The leading solar panel manufacturer, FirstSolar (NASDAQ: FSLR) has appreciated by 45% from lows of near $100 to a closing price of $154 on October 14. "I wouldn't be stepping into buying these stocks right now," says Pacific Crest senior analyst Mark Bachman, who covers solar stocks. Still, he rates FirstSolar as a market perform and considers it the best solar stock at present on his coverage list.
Nonetheless, there are stealthier and less sexy climate change plays remaining for investors willing to buck market momentum. Most of these names are out of favor in the markets, and represent value opportunities. "Information technology related to cleantech is very cold right now. So are certain types of pollution controls and recycling technologies," says Rafael Coven, managing director and index manager for the Cleantech Group's Cleantech Index Fund (NYSE: PZD), an ETF that tracks green investing issues.
One IT company that Coven puts on his list is software maker Autodesk Inc. (NASDAQ: ADSK) and Ansys. Autodesk makes programs that help design everything from consumer products to buildings to large developments. Autodesk can help designers create prototype products virtually, rather than by making actual physical models -- a capability that both saves money and environmental waste. Autodesk has also added functionality that allows designers, architects, and engineers to asses the sustainability of buildings and product designs in the design phase. "Autodesk makes it much easier to design things for lower carbon output and better efficiency," says Coven.

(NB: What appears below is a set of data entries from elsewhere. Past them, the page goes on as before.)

use chrono::Datelike;
use maud::{html, Markup};

use crate::domain::catalog::FOOTER_SECTIONS;

pub fn footer() -> Markup {
    let year = chrono::Local::now().year();

    html! {
        footer class="footer" {
            div class="footer-grid" {
                @for section in FOOTER_SECTIONS {
                    section {
                        h4 { (section.heading) }
                        ul {
                            @for (label, href) in section.links {
                                li { a href=(href) { (label) } }
                            }
                        }
                    }
                }
            }
            p class="copyright" { "© " (year) " Listify. All rights reserved." }
        }
    }
}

Further, environmental impact assessments are becoming more important as carbon footprint considerations figure more prominently in the minds of large corporations like Apple. Priced at around $25, Autodesk shares remain roughly 50% off highs of $51 from December 2007. Autodesk should leverage nicely any rebound in construction or industrial production and design as those sector ramp up for more activity and buy new Autodesk licenses in preparation.
Recycling technology is another area that suffered when the global economy crashed. Buyers for recycled materials, such as cardboard, aluminum and paper, evaporated with falling global demand. That hurt Tomra Systems ASA (OTC: TMRAY), a Norwegian provider of recycling technologies. Tomra builds systems that can automate collection, sorting, and handling of recyclables. The little recycling vending machine you see outside your supermarket is probably a Tomra machine, for example.
Tomra's shares fell by two-thirds from $9 highs during the huge oil spike of the summer of 2008 to the $3 level during the depths of the Great Recession. Shares have since rebounded as markets have begun to believe that an economic recovery is in the early stages.
But Coven thinks the company is still relatively unloved compared to greentech peers in the solar or wind sectors. "There is a greatly diminished market for recycled products. But that doesn't mean it will stay that way," says Coven.
Translation? Investors hoping to save the planet may need to move quickly to hop on the laggardly cleantech climate train before it rushes headlong out of the station.